Le programme 2026 du maire sortant
La campagne 2026 prolonge clairement cette trajectoire. Les axes mis en avant par David Lisnard sont notamment : Qualité de vie et cadre urbain. Il souhaite poursuivre les grands chantiers d’embellissement, les requalifications des quartiers populaires, la valorisation du littoral boccassien, le plan d’aménagement des espaces publics emblématiques. A cela, s’ajoute la mobilité et le stationnement avec la défense des commerces de proximité par la création de parkings supplémentaires et développement des pistes cyclables, notamment sur la Croisette. Côté finances publiques, il veut maintenir une gestion stricte, et s’engage à poursuivre la réduction de la dette sans hausse d’impôts, en s’appuyant sur les économies déjà réalisées. Pour autant, il n’en oublie pas le social avec le renforcement du CCAS en portant une attention particulière aux quartiers prioritaires et aux actions de proximité dans l’espace public. David Lisnard revendique en résumé un projet « sérieux, ancré dans la réalité », articulé autour d’une droite indépendante, locale, très personnalisée et centrée sur « la victoire » de Cannes.

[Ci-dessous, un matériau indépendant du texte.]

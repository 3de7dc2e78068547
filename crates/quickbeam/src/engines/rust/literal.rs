//! Literal evaluation

use crate::engine::EvalWindow;
use crate::error::EvalFault;
use crate::value::Value;

use super::Evaluate;

impl Evaluate for syn::ExprLit {
    fn eval(&self, _window: &mut EvalWindow<'_>) -> Result<Value, EvalFault> {
        eval_lit(&self.lit)
    }
}

/// Evaluate a literal to a value.
fn eval_lit(lit: &syn::Lit) -> Result<Value, EvalFault> {
    match lit {
        syn::Lit::Str(lit) => Ok(Value::string(lit.value())),

        // A single character is just a one-character string here
        syn::Lit::Char(lit) => Ok(Value::Str(lit.value().to_string())),

        syn::Lit::Int(lit) => eval_int_literal(lit),

        syn::Lit::Float(lit) => eval_float_literal(lit),

        syn::Lit::Bool(lit) => Ok(Value::Bool(lit.value)),

        _ => Err(EvalFault::fatal("unsupported literal")),
    }
}

/// Integers are 64-bit; the only accepted suffix says so explicitly.
fn eval_int_literal(lit: &syn::LitInt) -> Result<Value, EvalFault> {
    match lit.suffix() {
        "" | "i64" => lit.base10_parse::<i64>().map(Value::Int).map_err(|_| {
            EvalFault::fatal(format!(
                "integer literal out of range: {}",
                lit.base10_digits()
            ))
        }),
        other => Err(EvalFault::fatal(format!(
            "unsupported integer suffix `{}`",
            other
        ))),
    }
}

fn eval_float_literal(lit: &syn::LitFloat) -> Result<Value, EvalFault> {
    match lit.suffix() {
        "" | "f64" => lit
            .base10_parse::<f64>()
            .map(Value::Float)
            .map_err(|err| EvalFault::fatal(format!("invalid float literal: {}", err))),
        other => Err(EvalFault::fatal(format!(
            "unsupported float suffix `{}`",
            other
        ))),
    }
}
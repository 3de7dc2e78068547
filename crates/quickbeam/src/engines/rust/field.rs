//! Field access evaluation

use crate::engine::EvalWindow;
use crate::error::EvalFault;
use crate::handler::{self, Diagnostic};
use crate::value::Value;

use super::Evaluate;

impl Evaluate for syn::ExprField {
    fn eval(&self, window: &mut EvalWindow<'_>) -> Result<Value, EvalFault> {
        let name = match &self.member {
            syn::Member::Named(ident) => ident.to_string(),
            syn::Member::Unnamed(index) => {
                return Err(EvalFault::fatal(format!(
                    "unsupported tuple field access .{}",
                    index.index
                )))
            }
        };
        let base = self.base.eval(window)?;

        match base {
            Value::Map(entries) => match entries.get(&name) {
                Some(value) => Ok(value.clone()),
                None => {
                    handler::raise(Diagnostic::notice(format!("undefined field: {}", name)))?;
                    Ok(Value::Null)
                }
            },
            other => Err(EvalFault::type_violation(format!(
                "cannot access field {} on {}",
                name,
                other.type_name()
            ))),
        }
    }
}
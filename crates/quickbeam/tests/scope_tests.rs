//! Scope tests

use quickbeam::*;

// ═══════════════════════════════════════════════════════════════════════
// Basic Operations
// ═══════════════════════════════════════════════════════════════════════

#[test]
fn test_scope_new_is_empty() {
    let scope = Scope::new();
    assert!(scope.is_empty());
    assert_eq!(scope.len(), 0);
}

#[test]
fn test_scope_define_and_get() {
    let mut scope = Scope::new();
    scope.define("x", Value::Int(42));

    assert_eq!(scope.get("x"), Some(&Value::Int(42)));
    assert_eq!(scope.get("y"), None);
    assert!(scope.contains("x"));
    assert!(!scope.contains("y"));
}

#[test]
fn test_scope_define_multiple() {
    let mut scope = Scope::new();
    scope.define("a", Value::Int(1));
    scope.define("b", Value::Int(2));
    scope.define("c", Value::Int(3));

    assert_eq!(scope.len(), 3);
    assert_eq!(scope.get("b"), Some(&Value::Int(2)));
}

#[test]
fn test_scope_redefine_replaces_value() {
    let mut scope = Scope::new();
    scope.define("x", Value::Int(1));
    scope.define("x", Value::string("now a string"));

    assert_eq!(scope.len(), 1);
    assert_eq!(scope.get("x"), Some(&Value::string("now a string")));
}

#[test]
fn test_receiver_name_is_reserved_spelling() {
    assert_eq!(RECEIVER_NAME, "self");
}

// ═══════════════════════════════════════════════════════════════════════
// Ordering
// ═══════════════════════════════════════════════════════════════════════

#[test]
fn test_scope_iterates_in_insertion_order() {
    let mut scope = Scope::new();
    scope.define("first", Value::Int(1));
    scope.define("second", Value::Int(2));
    scope.define("third", Value::Int(3));

    let names: Vec<_> = scope.names().collect();
    assert_eq!(names, vec!["first", "second", "third"]);

    let pairs: Vec<_> = scope.iter().collect();
    assert_eq!(pairs[0], ("first", &Value::Int(1)));
    assert_eq!(pairs[2], ("third", &Value::Int(3)));
}

#[test]
fn test_scope_merge_appends_new_names_in_order() {
    let mut base = Scope::new();
    base.define("x", Value::Int(1));

    let mut incoming = Scope::new();
    incoming.define("y", Value::Int(2));
    incoming.define("z", Value::Int(3));

    base.merge(incoming);

    assert_eq!(base.names().collect::<Vec<_>>(), vec!["x", "y", "z"]);
}

#[test]
fn test_scope_merge_into_empty() {
    let mut incoming = Scope::new();
    incoming.define("only", Value::Bool(true));

    let mut base = Scope::new();
    base.merge(incoming);

    assert_eq!(base.len(), 1);
    assert_eq!(base.get("only"), Some(&Value::Bool(true)));
}

// ═══════════════════════════════════════════════════════════════════════
// Conversions
// ═══════════════════════════════════════════════════════════════════════

#[test]
fn test_scope_from_iterator() {
    let scope: Scope = vec![
        ("a".to_string(), Value::Int(1)),
        ("b".to_string(), Value::Int(2)),
    ]
    .into_iter()
    .collect();

    assert_eq!(scope.len(), 2);
    assert_eq!(scope.names().collect::<Vec<_>>(), vec!["a", "b"]);
}

#[test]
fn test_scope_into_iterator_round_trip() {
    let mut scope = Scope::new();
    scope.define("a", Value::Int(1));
    scope.define("b", Value::Int(2));

    let rebuilt: Scope = scope.clone().into_iter().collect();
    assert_eq!(rebuilt, scope);
}

#[test]
fn test_scope_clone_is_independent() {
    let mut original = Scope::new();
    original.define("x", Value::Int(1));

    let mut copy = original.clone();
    copy.define("x", Value::Int(99));
    copy.define("y", Value::Int(2));

    assert_eq!(original.get("x"), Some(&Value::Int(1)));
    assert!(!original.contains("y"));
}
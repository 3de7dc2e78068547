//! Index expression evaluation

use crate::engine::EvalWindow;
use crate::error::EvalFault;
use crate::handler::{self, Diagnostic};
use crate::value::Value;

use super::Evaluate;

impl Evaluate for syn::ExprIndex {
    fn eval(&self, window: &mut EvalWindow<'_>) -> Result<Value, EvalFault> {
        let container = self.expr.eval(window)?;
        let index = self.index.eval(window)?;

        match (container, index) {
            (Value::List(items), Value::Int(i)) => {
                let found = usize::try_from(i)
                    .ok()
                    .and_then(|i| items.get(i).cloned());
                match found {
                    Some(value) => Ok(value),
                    None => Err(EvalFault::fatal(format!(
                        "list index out of bounds: {}",
                        i
                    ))),
                }
            }
            (Value::Map(entries), Value::Str(key)) => match entries.get(&key) {
                Some(value) => Ok(value.clone()),
                None => {
                    handler::raise(Diagnostic::notice(format!("undefined key: {}", key)))?;
                    Ok(Value::Null)
                }
            },
            (Value::List(_), other) => Err(EvalFault::type_violation(format!(
                "list index must be an integer, got {}",
                other.type_name()
            ))),
            (Value::Map(_), other) => Err(EvalFault::type_violation(format!(
                "map key must be a string, got {}",
                other.type_name()
            ))),
            (other, _) => Err(EvalFault::type_violation(format!(
                "cannot index {}",
                other.type_name()
            ))),
        }
    }
}
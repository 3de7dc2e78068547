//! Built-in function calls

use std::io::Write;

use crate::engine::EvalWindow;
use crate::error::{EvalFault, QuickbeamError};
use crate::handler::{self, Diagnostic};
use crate::value::Value;

use super::Evaluate;

impl Evaluate for syn::ExprCall {
    fn eval(&self, window: &mut EvalWindow<'_>) -> Result<Value, EvalFault> {
        let name = match self.func.as_ref() {
            syn::Expr::Path(path) if path.qself.is_none() => match path.path.get_ident() {
                Some(ident) => ident.to_string(),
                None => return Err(EvalFault::fatal("unsupported callee expression")),
            },
            _ => return Err(EvalFault::fatal("unsupported callee expression")),
        };

        let mut args = Vec::with_capacity(self.args.len());
        for arg in &self.args {
            args.push(arg.eval(window)?);
        }

        call_builtin(&name, args, window)
    }
}

fn call_builtin(
    name: &str,
    args: Vec<Value>,
    window: &mut EvalWindow<'_>,
) -> Result<Value, EvalFault> {
    match name {
        "print" => {
            for value in &args {
                write_value(window.output, value)?;
            }
            Ok(Value::Null)
        }
        "println" => {
            for value in &args {
                write_value(window.output, value)?;
            }
            window.output.write_all(b"\n")?;
            Ok(Value::Null)
        }
        "len" => match args.as_slice() {
            [Value::Str(text)] => Ok(Value::Int(text.chars().count() as i64)),
            [Value::List(items)] => Ok(Value::Int(items.len() as i64)),
            [Value::Map(entries)] => Ok(Value::Int(entries.len() as i64)),
            [other] => Err(EvalFault::type_violation(format!(
                "len() expects a string or collection, got {}",
                other.type_name()
            ))),
            _ => Err(EvalFault::type_violation(
                "len() expects exactly one argument",
            )),
        },
        "type_of" => match args.as_slice() {
            [value] => Ok(Value::string(value.type_name())),
            _ => Err(EvalFault::type_violation(
                "type_of() expects exactly one argument",
            )),
        },
        "throw" => Err(thrown(&args).into()),
        "exit" => {
            let error = if args.is_empty() {
                QuickbeamError::break_loop()
            } else {
                QuickbeamError::break_with(text_of(&args, "exiting"))
            };
            Err(error.into())
        }
        "propagate" => {
            let inner = QuickbeamError::domain("Exception", text_of(&args, "propagated"));
            Err(QuickbeamError::propagate(inner).into())
        }
        "warn" => {
            handler::raise(Diagnostic::warning(text_of(&args, "warning")))?;
            Ok(Value::Null)
        }
        "notice" => {
            handler::raise(Diagnostic::notice(text_of(&args, "notice")))?;
            Ok(Value::Null)
        }
        _ => Err(EvalFault::fatal(format!(
            "call to undefined function {}()",
            name
        ))),
    }
}

/// Print one value; strings go out raw, everything else as displayed.
fn write_value(output: &mut dyn Write, value: &Value) -> Result<(), EvalFault> {
    match value {
        Value::Str(text) => output.write_all(text.as_bytes())?,
        other => write!(output, "{}", other)?,
    }
    Ok(())
}

/// The failure `throw(...)` raises.
///
/// Two arguments name the failure class explicitly; any other shape
/// joins the arguments into the message of a generic `Exception`.
fn thrown(args: &[Value]) -> QuickbeamError {
    match args {
        [name, message] => QuickbeamError::domain(text(name), text(message)),
        _ => QuickbeamError::domain("Exception", text_of(args, "thrown")),
    }
}

/// Render one value as message text; strings stay unquoted.
fn text(value: &Value) -> String {
    match value {
        Value::Str(text) => text.clone(),
        other => other.to_string(),
    }
}

/// Join arguments into one message, with a fallback for an empty list.
fn text_of(args: &[Value], fallback: &str) -> String {
    if args.is_empty() {
        return fallback.to_string();
    }
    args.iter().map(text).collect::<Vec<_>>().join(" ")
}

Ce que proposent ses deux adversaires
Face à ce bloc déjà installé, les candidatures de Lucas Mussio et de Michel Hugues peinent à apparaître autrement que comme des offres de témoignage. Pour le RN, Lucas Mussio, s’emploie à « partir à l’assaut de la citadelle Lisnard », multipliant les critiques sur l’insécurité, le coût de la vie et la place accordée au tourisme. Sa campagne se concentre sur la dénonciation d’une prétendue hausse de la délinquance et sur un discours de rupture avec les élites locales. Quant à Michel Hugues, à la tête d’une union de la gauche, il veut davantage de justice sociale, une transition écologique plus rapide et une gouvernance plus participative, en tentant de rassembler des électorats dispersés lors des précédents scrutins. Mais la réalité électorale est brutale : la gauche cannoise est historiquement faible, et le RN lui‑même part de niveaux relativement modestes pour espérer bousculer une droite largement majoritaire. Ni l’un ni l’autre ne dispose d’un ancrage comparable à celui de David Lisnard, ni de relais municipaux équivalents.
Après toutes ces considérations, tout converge vers un scénario écrit d’avance : la victoire de David Lisnard pour un troisième mandat.